Mis hermanos me regalaron, el Día de Reyes, este libro que perteneció a nuestra madre: las Cartas a Theo, de Vincent Van Gogh (edición de mayo del 82). Para mí es simbólico. Porque este mismo ejemplar es el que yo leí hace años, cuando ella se obstinó en que lo leyera, y porque fue uno de sus libros favoritos y a mí también me apasionó. Yo no tenía este título en mi biblioteca. Tendré que restaurarlo porque se le caen las hojas por el uso continuo y los préstamos a otras personas y los traslados domiciliarios. Al día siguiente de recibir este regalo, esta herencia, lo abrí al azar y encontré las siguientes palabras (ya sé que resulta difícil de creer, pero a veces el destino encierra estos caprichos) de esperanza, que copio a continuación:
Los pintores –por no hablar sino de ellos–, estando muertos y enterrados, hablan a la generación siguiente o a varias generaciones siguientes por sus obras.

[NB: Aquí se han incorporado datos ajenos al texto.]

//! Score and weight types shared by the scoring and ranking engines.

use schemars::JsonSchema;
use serde::{Deserialize, Serialize};

/// The seven scoring categories, in canonical order.
///
/// The declaration order is the canonical iteration order used wherever
/// ordering matters (strength/weakness selection, category winners, report
/// columns).
#[derive(Debug, Clone, Copy, PartialEq, Eq, Hash, Serialize, Deserialize, JsonSchema)]
#[serde(rename_all = "lowercase")]
pub enum Category {
    Price,
    Performance,
    Battery,
    Camera,
    Display,
    Design,
    Features,
}

impl Category {
    /// All categories in canonical order
    pub const ALL: [Category; 7] = [
        Category::Price,
        Category::Performance,
        Category::Battery,
        Category::Camera,
        Category::Display,
        Category::Design,
        Category::Features,
    ];

    /// Human-readable category name
    #[must_use]
    pub const fn name(&self) -> &'static str {
        match self {
            Self::Price => "Price",
            Self::Performance => "Performance",
            Self::Battery => "Battery",
            Self::Camera => "Camera",
            Self::Display => "Display",
            Self::Design => "Design",
            Self::Features => "Features",
        }
    }
}

impl std::fmt::Display for Category {
    fn fmt(&self, f: &mut std::fmt::Formatter<'_>) -> std::fmt::Result {
        f.write_str(self.name())
    }
}

/// One score per category, each in [0, 100].
#[derive(Debug, Clone, Copy, PartialEq, Serialize, Deserialize)]
pub struct CategoryScores {
    pub price: f64,
    pub performance: f64,
    pub battery: f64,
    pub camera: f64,
    pub display: f64,
    pub design: f64,
    pub features: f64,
}

impl CategoryScores {
    /// Get the score for a category
    #[must_use]
    pub const fn get(&self, category: Category) -> f64 {
        match category {
            Category::Price => self.price,
            Category::Performance => self.performance,
            Category::Battery => self.battery,
            Category::Camera => self.camera,
            Category::Display => self.display,
            Category::Design => self.design,
            Category::Features => self.features,
        }
    }

    /// Scores as an array in canonical category order
    #[must_use]
    pub const fn as_array(&self) -> [f64; 7] {
        [
            self.price,
            self.performance,
            self.battery,
            self.camera,
            self.display,
            self.design,
            self.features,
        ]
    }

    /// Iterate (category, score) pairs in canonical order
    pub fn iter(&self) -> impl Iterator<Item = (Category, f64)> + '_ {
        Category::ALL.into_iter().map(|c| (c, self.get(c)))
    }
}

/// Caller-supplied weights for overall score aggregation.
///
/// Weights are relative, not percentages; they are normalized by their sum
/// during aggregation. All weights must be finite and non-negative - config
/// file validation enforces this, the aggregator itself only guards the
/// all-zero case.
#[derive(Debug, Clone, Copy, PartialEq, Serialize, Deserialize, JsonSchema)]
#[serde(default)]
pub struct WeightVector {
    pub price: f64,
    pub performance: f64,
    pub battery: f64,
    pub camera: f64,
    pub display: f64,
    pub design: f64,
    pub features: f64,
}

impl Default for WeightVector {
    fn default() -> Self {
        Self::uniform(1.0)
    }
}

impl WeightVector {
    /// All categories at the same weight
    #[must_use]
    pub const fn uniform(weight: f64) -> Self {
        Self {
            price: weight,
            performance: weight,
            battery: weight,
            camera: weight,
            display: weight,
            design: weight,
            features: weight,
        }
    }

    /// Get the weight for a category
    #[must_use]
    pub const fn get(&self, category: Category) -> f64 {
        match category {
            Category::Price => self.price,
            Category::Performance => self.performance,
            Category::Battery => self.battery,
            Category::Camera => self.camera,
            Category::Display => self.display,
            Category::Design => self.design,
            Category::Features => self.features,
        }
    }

    /// Weights as an array in canonical category order
    #[must_use]
    pub const fn as_array(&self) -> [f64; 7] {
        [
            self.price,
            self.performance,
            self.battery,
            self.camera,
            self.display,
            self.design,
            self.features,
        ]
    }

    /// Sum of all weights
    #[must_use]
    pub fn total(&self) -> f64 {
        self.as_array().iter().sum()
    }
}

/// Letter grade derived from an overall score
#[derive(Debug, Clone, Copy, PartialEq, Eq, Serialize, Deserialize)]
#[non_exhaustive]
pub enum Grade {
    /// Excellent: 90-100
    A,
    /// Good: 80-89
    B,
    /// Fair: 70-79
    C,
    /// Poor: 60-69
    D,
    /// Failing: <60
    F,
}

impl Grade {
    /// Create grade from score
    #[must_use]
    pub const fn from_score(score: u32) -> Self {
        match score {
            90..=100 => Self::A,
            80..=89 => Self::B,
            70..=79 => Self::C,
            60..=69 => Self::D,
            _ => Self::F,
        }
    }

    /// Get grade letter
    #[must_use]
    pub const fn letter(&self) -> &'static str {
        match self {
            Self::A => "A",
            Self::B => "B",
            Self::C => "C",
            Self::D => "D",
            Self::F => "F",
        }
    }
}

/// Scored device - one per device per ranking run.
///
/// `rank` is 0 until assigned by the ranking engine; ranks are 1-based
/// sequential positions after sorting.
#[derive(Debug, Clone, PartialEq, Serialize, Deserialize)]
#[must_use]
pub struct DeviceScore {
    /// Source device id
    pub device_id: String,
    /// Source device display name
    pub device_name: String,
    /// Weighted overall score, rounded to the nearest integer (0-100)
    pub overall: u32,
    /// Per-category scores
    pub categories: CategoryScores,
    /// 1-based position after ranking; 0 while unranked
    pub rank: usize,
    /// Categories scoring >= 80, at most 3, in canonical order
    pub strengths: Vec<Category>,
    /// Categories scoring <= 40, at most 2, in canonical order
    pub weaknesses: Vec<Category>,
}

impl DeviceScore {
    /// Letter grade for the overall score
    #[must_use]
    pub const fn grade(&self) -> Grade {
        Grade::from_score(self.overall)
    }
}
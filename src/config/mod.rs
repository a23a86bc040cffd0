//! Configuration module for devrank.
//!
//! This module provides a unified configuration system with:
//! - Type-safe configuration structures
//! - Validation for all configuration values
//! - Named weight presets for common ranking intents
//! - YAML config file loading and discovery
//! - CLI argument merging
//!
//! # Configuration File
//!
//! Place a `.devrank.yaml` file in your project root or `~/.config/devrank/`:
//!
//! ```yaml
//! weights:
//!   camera: 3.0
//!   price: 1.5
//! behavior:
//!   min_score: 60
//! ```

mod defaults;
pub mod file;
mod types;
mod validation;

pub use defaults::WeightPreset;
pub use types::{AppConfig, BehaviorConfig, OutputConfig};
pub use validation::{ConfigError, Validatable};

pub use file::{
    discover_config_file, generate_example_config, load_config_file, load_or_default,
    ConfigFileError,
};

/// Generate a JSON Schema for the `AppConfig` configuration format.
///
/// This schema documents all configuration options that can be set in
/// `.devrank.yaml` config files. It can be used by editors for validation
/// and autocompletion.
#[must_use]
pub fn generate_json_schema() -> String {
    let schema = schemars::schema_for!(AppConfig);
    serde_json::to_string_pretty(&schema).expect("schema serialization should not fail")
}
//! Named weight presets for common ranking intents.
//!
//! Presets mirror the use-case recommendations the analysis engine derives:
//! a gaming preset leans on performance and display, a budget preset on
//! price, and so on. The balanced preset weighs every category equally and
//! is the default everywhere.

use crate::model::WeightVector;

/// Named weight presets.
#[derive(Debug, Clone, Copy, PartialEq, Eq)]
pub enum WeightPreset {
    /// Every category weighed equally
    Balanced,
    /// Performance and display first
    Gaming,
    /// Camera first
    Photography,
    /// Battery first
    BatteryLife,
    /// Price first
    Budget,
}

impl WeightPreset {
    /// Get the preset name as a string.
    #[must_use]
    pub const fn name(&self) -> &'static str {
        match self {
            Self::Balanced => "balanced",
            Self::Gaming => "gaming",
            Self::Photography => "photography",
            Self::BatteryLife => "battery-life",
            Self::Budget => "budget",
        }
    }

    /// Parse a preset from a string name.
    #[must_use]
    pub fn from_name(name: &str) -> Option<Self> {
        match name.to_lowercase().as_str() {
            "balanced" | "default" => Some(Self::Balanced),
            "gaming" | "performance" => Some(Self::Gaming),
            "photography" | "camera" => Some(Self::Photography),
            "battery-life" | "battery" => Some(Self::BatteryLife),
            "budget" | "value" => Some(Self::Budget),
            _ => None,
        }
    }

    /// Get a description of this preset.
    #[must_use]
    pub const fn description(&self) -> &'static str {
        match self {
            Self::Balanced => "Every category weighed equally",
            Self::Gaming => "Performance and display quality above all",
            Self::Photography => "Camera capability above all",
            Self::BatteryLife => "Battery endurance above all",
            Self::Budget => "Price and included features above all",
        }
    }

    /// Get all available presets.
    #[must_use]
    pub const fn all() -> &'static [Self] {
        &[
            Self::Balanced,
            Self::Gaming,
            Self::Photography,
            Self::BatteryLife,
            Self::Budget,
        ]
    }

    /// The weight vector this preset stands for.
    #[must_use]
    pub const fn weights(&self) -> WeightVector {
        match self {
            Self::Balanced => WeightVector::uniform(1.0),
            Self::Gaming => WeightVector {
                price: 1.0,
                performance: 3.0,
                battery: 1.5,
                camera: 0.5,
                display: 2.5,
                design: 0.5,
                features: 1.0,
            },
            Self::Photography => WeightVector {
                price: 1.0,
                performance: 1.0,
                battery: 1.0,
                camera: 3.0,
                display: 1.5,
                design: 0.5,
                features: 1.0,
            },
            Self::BatteryLife => WeightVector {
                price: 1.5,
                performance: 1.0,
                battery: 3.0,
                camera: 0.5,
                display: 1.0,
                design: 0.5,
                features: 1.0,
            },
            Self::Budget => WeightVector {
                price: 3.0,
                performance: 1.0,
                battery: 1.0,
                camera: 1.0,
                display: 1.0,
                design: 0.5,
                features: 1.5,
            },
        }
    }
}

impl std::fmt::Display for WeightPreset {
    fn fmt(&self, f: &mut std::fmt::Formatter<'_>) -> std::fmt::Result {
        write!(f, "{}", self.name())
    }
}
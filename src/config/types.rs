//! Typed configuration structures.

use crate::model::WeightVector;
use crate::reports::ReportFormat;
use schemars::JsonSchema;
use serde::{Deserialize, Serialize};
use std::path::PathBuf;

/// Top-level application configuration.
///
/// Loaded from a `.devrank.yaml` file when one is discovered, otherwise all
/// defaults. CLI arguments layer on top of whatever the file provides.
#[derive(Debug, Clone, Default, PartialEq, Serialize, Deserialize, JsonSchema)]
#[serde(default)]
pub struct AppConfig {
    /// Category weights used for overall-score aggregation
    pub weights: WeightVector,
    /// Output settings
    pub output: OutputConfig,
    /// Behavior settings
    pub behavior: BehaviorConfig,
}

/// Output configuration
#[derive(Debug, Clone, Default, PartialEq, Serialize, Deserialize, JsonSchema)]
#[serde(default)]
pub struct OutputConfig {
    /// Report format
    pub format: ReportFormat,
    /// Output file path (stdout when unset)
    pub file: Option<PathBuf>,
    /// Disable colored output
    pub no_color: bool,
}

/// Behavior configuration
#[derive(Debug, Clone, Default, PartialEq, Serialize, Deserialize, JsonSchema)]
#[serde(default)]
pub struct BehaviorConfig {
    /// Suppress non-essential output
    pub quiet: bool,
    /// Fail (exit 1) when the top overall score is below this threshold
    pub min_score: Option<u32>,
}

impl AppConfig {
    /// Merge another config into this one, with `other` taking precedence.
    ///
    /// Used for layering CLI arguments over file config: only fields the
    /// CLI actually set (non-default) override the file values.
    pub fn merge(&mut self, other: &Self) {
        if other.weights != WeightVector::default() {
            self.weights = other.weights;
        }
        if other.output.format != ReportFormat::Auto {
            self.output.format = other.output.format;
        }
        if other.output.file.is_some() {
            self.output.file.clone_from(&other.output.file);
        }
        if other.output.no_color {
            self.output.no_color = true;
        }
        if other.behavior.quiet {
            self.behavior.quiet = true;
        }
        if other.behavior.min_score.is_some() {
            self.behavior.min_score = other.behavior.min_score;
        }
    }
}
//! Configuration validation.

use super::types::{AppConfig, BehaviorConfig, OutputConfig};
use crate::model::{Category, WeightVector};

// ============================================================================
// Configuration Error
// ============================================================================

/// Error type for configuration validation.
#[derive(Debug, Clone)]
pub struct ConfigError {
    /// The field that failed validation
    pub field: String,
    /// Description of the validation error
    pub message: String,
}

impl std::fmt::Display for ConfigError {
    fn fmt(&self, f: &mut std::fmt::Formatter<'_>) -> std::fmt::Result {
        write!(f, "{}: {}", self.field, self.message)
    }
}

impl std::error::Error for ConfigError {}

// ============================================================================
// Validation Trait
// ============================================================================

/// Trait for validatable configuration types.
pub trait Validatable {
    /// Validate the configuration, returning any errors found.
    fn validate(&self) -> Vec<ConfigError>;

    /// Check if the configuration is valid.
    fn is_valid(&self) -> bool {
        self.validate().is_empty()
    }
}

// ============================================================================
// Validation Implementations
// ============================================================================

impl Validatable for AppConfig {
    fn validate(&self) -> Vec<ConfigError> {
        let mut errors = Vec::new();
        errors.extend(self.weights.validate());
        errors.extend(self.output.validate());
        errors.extend(self.behavior.validate());
        errors
    }
}

impl Validatable for WeightVector {
    /// Weights must be finite and non-negative. An all-zero vector is
    /// permitted - the aggregator defines its outcome (every device ties
    /// at 0) rather than erroring.
    fn validate(&self) -> Vec<ConfigError> {
        let mut errors = Vec::new();
        for category in Category::ALL {
            let weight = self.get(category);
            if !weight.is_finite() || weight < 0.0 {
                errors.push(ConfigError {
                    field: format!("weights.{}", category.name().to_lowercase()),
                    message: format!("Weight must be finite and non-negative, got {weight}"),
                });
            }
        }
        errors
    }
}

impl Validatable for OutputConfig {
    fn validate(&self) -> Vec<ConfigError> {
        let mut errors = Vec::new();
        if let Some(ref file_path) = self.file {
            if let Some(parent) = file_path.parent() {
                if !parent.as_os_str().is_empty() && !parent.exists() {
                    errors.push(ConfigError {
                        field: "output.file".to_string(),
                        message: format!("Parent directory does not exist: {}", parent.display()),
                    });
                }
            }
        }
        errors
    }
}

impl Validatable for BehaviorConfig {
    fn validate(&self) -> Vec<ConfigError> {
        let mut errors = Vec::new();
        if let Some(min_score) = self.min_score {
            if min_score > 100 {
                errors.push(ConfigError {
                    field: "behavior.min_score".to_string(),
                    message: format!("Score threshold must be 0-100, got {min_score}"),
                });
            }
        }
        errors
    }
}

¿Es eso todo, o hay todavía algo más? En la vida del pintor, tal vez la muerte no sea lo más difícil de obtener.
Yo confieso no saber por qué será, pero siempre la vista de las estrellas me hace soñar, tan simplemente como me impulsan a soñar los puntos negros que representan en el mapa las ciudades y lugares. ¿Por qué, me pregunto, los puntos luminosos del firmamento nos serían menos accesibles que los puntos negros en el mapa de Francia?
Si tomamos el tren para irnos a Tarascón o a Ruán, tomamos la muerte para irnos a una estrella.
Lo que es realmente cierto en este razonamiento es que, estando en vida, no podemos irnos a una estrella; lo mismo que estando muertos no podemos tomar el tren.
En fin, no me parece imposible que el cólera, el mal de piedra, la tisis, el cáncer, sean medios de locomoción celeste, como los barcos a vapor, los ómnibus y el ferrocarril, lo son terrestres.
Morir tranquilamente de vejez sería ir a pie.